I’ve had an “oh right, that’s what’s in your pants” moment, and that sentence I just tried sorting out hurts my head so much more. (Genderqueer dating genderfluid equals confusing sexytimes, and not remotely in the “so how does that work sense”!) Frankly, you and your husband make so much more sense…though his name is the only one I’m blanking on currently! Bad Argenti, go to the corner of shame!

Love that quote though, particular its Doctor Who appearance (Dickens told The Doctor that about The Doctor’s philosophy…some one really needs to remind 11 of this)

Kitteh — Louis, around the same time as Guy Fawkes, father’s a king…Louis the 8th? Definitely had some nifty facial hair that one… Wouldn’t that make you Mrs King then?

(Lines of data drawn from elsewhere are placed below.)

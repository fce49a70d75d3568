//! Stream availability probing
//!
//! Two independent checks against the stream endpoint:
//! - shallow: an HTTP HEAD request, available on 200 or 206
//! - deep: an ffprobe run, available on a clean zero exit
//!
//! Neither check ever fails; timeouts and transport errors read as "unavailable".

use crate::config::ProbeConfig;
use async_trait::async_trait;
use std::process::Stdio;
use std::time::Duration;
use thiserror::Error;
use tokio::process::Command;
use tracing::debug;

/// Internal probe failures. Always folded into `false` before leaving this module.
#[derive(Debug, Error)]
pub enum ProbeError {
    #[error("probe timed out after {0:?}")]
    Timeout(Duration),

    #[error("HTTP request failed: {0}")]
    Http(#[from] reqwest::Error),

    #[error("ffprobe could not be started: {0}")]
    Spawn(#[from] std::io::Error),
}

/// Availability checks against a stream URL.
#[async_trait]
pub trait StreamProbe: Send + Sync {
    /// Header-only existence check. Authoritative.
    async fn shallow(&self, url: &str) -> bool;

    /// Format-level check. Corroborating only.
    async fn deep(&self, url: &str) -> bool;

    /// Combined check: both strategies run concurrently, the shallow result decides.
    async fn probe(&self, url: &str) -> bool {
        let (shallow, deep) = tokio::join!(self.shallow(url), self.deep(url));
        if shallow != deep {
            debug!(url, shallow, deep, "probe strategies disagree");
        }
        shallow
    }
}

/// Treat HTTP 200 and 206 as available.
pub fn is_available_status(status: u16) -> bool {
    status == 200 || status == 206
}

/// Build the ffprobe command for the deep check.
///
/// `-rw_timeout` is in microseconds and bounds ffprobe's own network waits;
/// the outer tokio timeout still applies.
pub fn build_probe_command(ffprobe_path: &str, url: &str, timeout: Duration) -> Command {
    let mut cmd = Command::new(ffprobe_path);
    cmd.args(["-v", "error"]);
    cmd.arg("-rw_timeout")
        .arg(timeout.as_micros().to_string());
    cmd.args(["-print_format", "json", "-show_format"]);
    cmd.arg(url);
    cmd
}

/// Production probe backed by reqwest and ffprobe.
pub struct HttpStreamProbe {
    client: reqwest::Client,
    ffprobe_path: String,
    timeout: Duration,
}

impl HttpStreamProbe {
    pub fn new(config: &ProbeConfig) -> Self {
        let timeout = Duration::from_millis(config.timeout_ms);
        let client = reqwest::Client::builder()
            .timeout(timeout)
            .connect_timeout(timeout)
            .build()
            .unwrap_or_else(|_| reqwest::Client::new());

        Self {
            client,
            ffprobe_path: config.ffprobe_path.clone(),
            timeout,
        }
    }

    async fn head_status(&self, url: &str) -> Result<u16, ProbeError> {
        let request = self.client.head(url).send();
        let response = tokio::time::timeout(self.timeout, request)
            .await
            .map_err(|_| ProbeError::Timeout(self.timeout))??;
        Ok(response.status().as_u16())
    }

    async fn ffprobe_succeeds(&self, url: &str) -> Result<bool, ProbeError> {
        let mut cmd = build_probe_command(&self.ffprobe_path, url, self.timeout);
        cmd.stdin(Stdio::null())
            .stdout(Stdio::null())
            .stderr(Stdio::null())
            .kill_on_drop(true);

        let mut child = cmd.spawn()?;
        match tokio::time::timeout(self.timeout, child.wait()).await {
            Ok(status) => Ok(status?.success()),
            Err(_) => Err(ProbeError::Timeout(self.timeout)),
        }
    }
}

#[async_trait]
impl StreamProbe for HttpStreamProbe {
    async fn shallow(&self, url: &str) -> bool {
        match self.head_status(url).await {
            Ok(status) => {
                debug!(url, status, "HEAD probe");
                is_available_status(status)
            }
            Err(e) => {
                debug!(url, error = %e, "HEAD probe failed");
                false
            }
        }
    }

    async fn deep(&self, url: &str) -> bool {
        match self.ffprobe_succeeds(url).await {
            Ok(ok) => ok,
            Err(e) => {
                debug!(url, error = %e, "ffprobe probe failed");
                false
            }
        }
    }
}
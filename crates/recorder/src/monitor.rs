//! Outage monitoring
//!
//! While the stream is down, and after one `fast_interval` of quiet, two
//! loops poll the [`StreamProbe`]:
//! - a fast loop issuing shallow checks on a fixed interval
//! - a deep loop that resubmits the deep check a short delay after each
//!   attempt completes, and asks the shallow check to confirm a hit
//!
//! The first loop to see the stream back clears the shared `active` flag
//! and reports; the other loop's report is dropped.

use crate::config::ProbeConfig;
use crate::probe::StreamProbe;
use serde::{Deserialize, Serialize};
use std::sync::atomic::{AtomicBool, Ordering};
use std::sync::Arc;
use std::time::{Duration, SystemTime, UNIX_EPOCH};
use tokio::sync::{mpsc, RwLock};
use tokio_util::sync::CancellationToken;
use tracing::{debug, info};

/// What the recorder knows about stream reachability.
#[derive(Debug, Clone, Default, PartialEq, Eq, Serialize, Deserialize)]
pub struct AvailabilityState {
    pub available: bool,
    pub last_available_unix_ms: Option<i64>,
    pub consecutive_failures: u32,
}

impl AvailabilityState {
    pub fn record_success(&mut self) {
        self.available = true;
        self.last_available_unix_ms = Some(current_timestamp_ms());
        self.consecutive_failures = 0;
    }

    pub fn record_failure(&mut self) {
        self.available = false;
        self.consecutive_failures = self.consecutive_failures.saturating_add(1);
    }
}

pub type SharedAvailability = Arc<RwLock<AvailabilityState>>;

/// Polling cadence for the two loops.
#[derive(Debug, Clone, PartialEq)]
pub struct MonitorSettings {
    pub fast_interval: Duration,
    pub deep_rearm: Duration,
}

impl MonitorSettings {
    pub fn from_config(config: &ProbeConfig) -> Self {
        Self {
            fast_interval: Duration::from_millis(config.fast_interval_ms),
            deep_rearm: Duration::from_millis(config.deep_rearm_ms),
        }
    }
}

/// How a [`OutageMonitor::watch`] call ended.
#[derive(Debug, Clone, Copy, PartialEq, Eq)]
pub enum WatchResult {
    /// The stream is reachable again.
    Resumed,
    /// The session was stopped while monitoring.
    Cancelled,
}

#[derive(Debug, Clone, Copy)]
enum ResumeSource {
    Fast,
    Deep,
}

pub struct OutageMonitor {
    probe: Arc<dyn StreamProbe>,
    settings: MonitorSettings,
    state: SharedAvailability,
}

impl OutageMonitor {
    pub fn new(probe: Arc<dyn StreamProbe>, settings: MonitorSettings) -> Self {
        Self {
            probe,
            settings,
            state: Arc::new(RwLock::new(AvailabilityState::default())),
        }
    }

    /// Shared availability state, read for status reporting.
    pub fn state(&self) -> SharedAvailability {
        self.state.clone()
    }

    pub async fn record_available(&self) {
        self.state.write().await.record_success();
    }

    pub async fn record_unavailable(&self) {
        self.state.write().await.record_failure();
    }

    /// Poll until the stream is back or `cancel` fires.
    ///
    /// Nothing is probed during the first `fast_interval`, so a capture that
    /// fails against a stream that still answers probes is retried at most
    /// once per interval. Both loops are stopped and joined before this returns.
    pub async fn watch(&self, url: &str, cancel: &CancellationToken) -> WatchResult {
        info!(url, "monitoring stream for availability");

        tokio::select! {
            _ = cancel.cancelled() => return WatchResult::Cancelled,
            _ = tokio::time::sleep(self.settings.fast_interval) => {}
        }

        let loops = cancel.child_token();
        let active = Arc::new(AtomicBool::new(true));
        let (tx, mut rx) = mpsc::channel(2);

        let fast = tokio::spawn(fast_loop(
            self.probe.clone(),
            url.to_string(),
            self.settings.fast_interval,
            self.state.clone(),
            active.clone(),
            tx.clone(),
            loops.clone(),
        ));
        let deep = tokio::spawn(deep_loop(
            self.probe.clone(),
            url.to_string(),
            self.settings.deep_rearm,
            self.state.clone(),
            active,
            tx,
            loops.clone(),
        ));

        let result = tokio::select! {
            Some(source) = rx.recv() => {
                info!(?source, "stream available again");
                WatchResult::Resumed
            }
            _ = cancel.cancelled() => WatchResult::Cancelled,
            else => WatchResult::Cancelled,
        };

        loops.cancel();
        let _ = tokio::join!(fast, deep);
        result
    }
}

/// Clear the monitoring flag; true only for the first caller.
fn claim(active: &AtomicBool) -> bool {
    active
        .compare_exchange(true, false, Ordering::AcqRel, Ordering::Acquire)
        .is_ok()
}

async fn fast_loop(
    probe: Arc<dyn StreamProbe>,
    url: String,
    interval: Duration,
    state: SharedAvailability,
    active: Arc<AtomicBool>,
    tx: mpsc::Sender<ResumeSource>,
    cancel: CancellationToken,
) {
    while active.load(Ordering::Acquire) {
        let available = tokio::select! {
            _ = cancel.cancelled() => break,
            available = probe.shallow(&url) => available,
        };

        {
            let mut state = state.write().await;
            if available {
                state.record_success();
            } else {
                state.record_failure();
                debug!(failures = state.consecutive_failures, "stream still unavailable");
            }
        }

        if available && claim(&active) {
            let _ = tx.send(ResumeSource::Fast).await;
            break;
        }

        tokio::select! {
            _ = cancel.cancelled() => break,
            _ = tokio::time::sleep(interval) => {}
        }
    }
}

async fn deep_loop(
    probe: Arc<dyn StreamProbe>,
    url: String,
    rearm: Duration,
    state: SharedAvailability,
    active: Arc<AtomicBool>,
    tx: mpsc::Sender<ResumeSource>,
    cancel: CancellationToken,
) {
    while active.load(Ordering::Acquire) {
        let deep_ok = tokio::select! {
            _ = cancel.cancelled() => break,
            ok = probe.deep(&url) => ok,
        };

        if deep_ok {
            debug!("deep probe succeeded, confirming with shallow probe");
            let confirmed = tokio::select! {
                _ = cancel.cancelled() => break,
                ok = probe.shallow(&url) => ok,
            };
            if confirmed {
                state.write().await.record_success();
                if claim(&active) {
                    let _ = tx.send(ResumeSource::Deep).await;
                }
                break;
            }
        }

        tokio::select! {
            _ = cancel.cancelled() => break,
            _ = tokio::time::sleep(rearm) => {}
        }
    }
}

fn current_timestamp_ms() -> i64 {
    SystemTime::now()
        .duration_since(UNIX_EPOCH)
        .map(|d| d.as_millis() as i64)
        .unwrap_or(0)
}

#[cfg(test)]
mod tests {
    use super::*;
    use async_trait::async_trait;
    use std::sync::atomic::AtomicUsize;
    use std::time::Instant;

    /// Shallow probe turns true after `shallow_fails` calls; deep probe after `deep_fails`.
    struct Scripted {
        shallow_fails: usize,
        deep_fails: usize,
        shallow_calls: AtomicUsize,
        deep_calls: AtomicUsize,
    }

    impl Scripted {
        fn new(shallow_fails: usize, deep_fails: usize) -> Arc<Self> {
            Arc::new(Self {
                shallow_fails,
                deep_fails,
                shallow_calls: AtomicUsize::new(0),
                deep_calls: AtomicUsize::new(0),
            })
        }
    }

    #[async_trait]
    impl StreamProbe for Scripted {
        async fn shallow(&self, _url: &str) -> bool {
            self.shallow_calls.fetch_add(1, Ordering::SeqCst) >= self.shallow_fails
        }
        async fn deep(&self, _url: &str) -> bool {
            self.deep_calls.fetch_add(1, Ordering::SeqCst) >= self.deep_fails
        }
    }

    fn settings() -> MonitorSettings {
        MonitorSettings {
            fast_interval: Duration::from_millis(20),
            deep_rearm: Duration::from_millis(10),
        }
    }

    #[tokio::test]
    async fn test_resumes_once_stream_returns() {
        let probe = Scripted::new(3, usize::MAX);
        let monitor = OutageMonitor::new(probe.clone(), settings());

        let result = monitor.watch("http://x/live", &CancellationToken::new()).await;

        assert_eq!(result, WatchResult::Resumed);
        let state = monitor.state().read().await.clone();
        assert!(state.available);
        assert_eq!(state.consecutive_failures, 0);
        assert!(state.last_available_unix_ms.is_some());
    }

    #[tokio::test]
    async fn test_deep_hit_without_shallow_confirmation_does_not_resume() {
        // Deep probe always succeeds; shallow never does.
        let probe = Scripted::new(usize::MAX, 0);
        let monitor = OutageMonitor::new(probe.clone(), settings());
        let cancel = CancellationToken::new();

        let trigger = cancel.clone();
        tokio::spawn(async move {
            tokio::time::sleep(Duration::from_millis(150)).await;
            trigger.cancel();
        });

        let result = monitor.watch("http://x/live", &cancel).await;
        assert_eq!(result, WatchResult::Cancelled);
        assert!(probe.deep_calls.load(Ordering::SeqCst) > 1);
        assert!(monitor.state().read().await.consecutive_failures > 0);
    }

    #[tokio::test]
    async fn test_loops_stop_after_resume() {
        let probe = Scripted::new(0, 0);
        let monitor = OutageMonitor::new(probe.clone(), settings());

        let result = monitor.watch("http://x/live", &CancellationToken::new()).await;
        assert_eq!(result, WatchResult::Resumed);

        let shallow = probe.shallow_calls.load(Ordering::SeqCst);
        let deep = probe.deep_calls.load(Ordering::SeqCst);
        tokio::time::sleep(Duration::from_millis(100)).await;
        assert_eq!(probe.shallow_calls.load(Ordering::SeqCst), shallow);
        assert_eq!(probe.deep_calls.load(Ordering::SeqCst), deep);
    }

    #[tokio::test]
    async fn test_cancel_stops_monitoring_promptly() {
        let probe = Scripted::new(usize::MAX, usize::MAX);
        let monitor = OutageMonitor::new(probe, MonitorSettings {
            fast_interval: Duration::from_secs(30),
            deep_rearm: Duration::from_secs(30),
        });
        let cancel = CancellationToken::new();

        let trigger = cancel.clone();
        tokio::spawn(async move {
            tokio::time::sleep(Duration::from_millis(50)).await;
            trigger.cancel();
        });

        let started = Instant::now();
        let result = monitor.watch("http://x/live", &cancel).await;
        assert_eq!(result, WatchResult::Cancelled);
        assert!(started.elapsed() < Duration::from_secs(2));
    }

    #[tokio::test]
    async fn test_up_stream_still_waits_one_interval() {
        let probe = Scripted::new(0, 0);
        let monitor = OutageMonitor::new(probe.clone(), MonitorSettings {
            fast_interval: Duration::from_millis(200),
            deep_rearm: Duration::from_millis(10),
        });

        let started = Instant::now();
        let result = monitor.watch("http://x/live", &CancellationToken::new()).await;

        assert_eq!(result, WatchResult::Resumed);
        assert!(started.elapsed() >= Duration::from_millis(200));
    }

    #[tokio::test]
    async fn test_cancel_during_initial_wait_skips_probing() {
        let probe = Scripted::new(0, 0);
        let monitor = OutageMonitor::new(probe.clone(), MonitorSettings {
            fast_interval: Duration::from_secs(30),
            deep_rearm: Duration::from_secs(30),
        });
        let cancel = CancellationToken::new();
        cancel.cancel();

        let result = monitor.watch("http://x/live", &cancel).await;

        assert_eq!(result, WatchResult::Cancelled);
        assert_eq!(probe.shallow_calls.load(Ordering::SeqCst), 0);
        assert_eq!(probe.deep_calls.load(Ordering::SeqCst), 0);
    }

    #[test]
    fn test_claim_is_single_shot() {
        let active = AtomicBool::new(true);
        assert!(claim(&active));
        assert!(!claim(&active));
    }

    #[test]
    fn test_availability_state_counters() {
        let mut state = AvailabilityState::default();
        state.record_failure();
        state.record_failure();
        assert_eq!(state.consecutive_failures, 2);
        assert!(!state.available);

        state.record_success();
        assert_eq!(state.consecutive_failures, 0);
        assert!(state.available);
    }
}
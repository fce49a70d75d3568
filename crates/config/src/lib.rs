//! Configuration module for the stream recorder
//!
//! Handles loading configuration from TOML files and environment variable overrides.

pub mod config;

pub use config::*;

Katz — this friend was British I assume? I’ve had fellow Americans ask what country Connecticut is in >.< I could forgive a non-Brit making that mistake, sort of.

katz
13 years ago

American friend. We were playing the game Scotland Yard, the board for which is a map of goddamn London, and he goes “So is this really a map of Scotland?”

Argenti Aertheri
Argenti Aertheri
13 years ago

“American friend. We were playing the game Scotland Yard, the board for which is a map of goddamn London, and he goes “So is this really a map of Scotland?””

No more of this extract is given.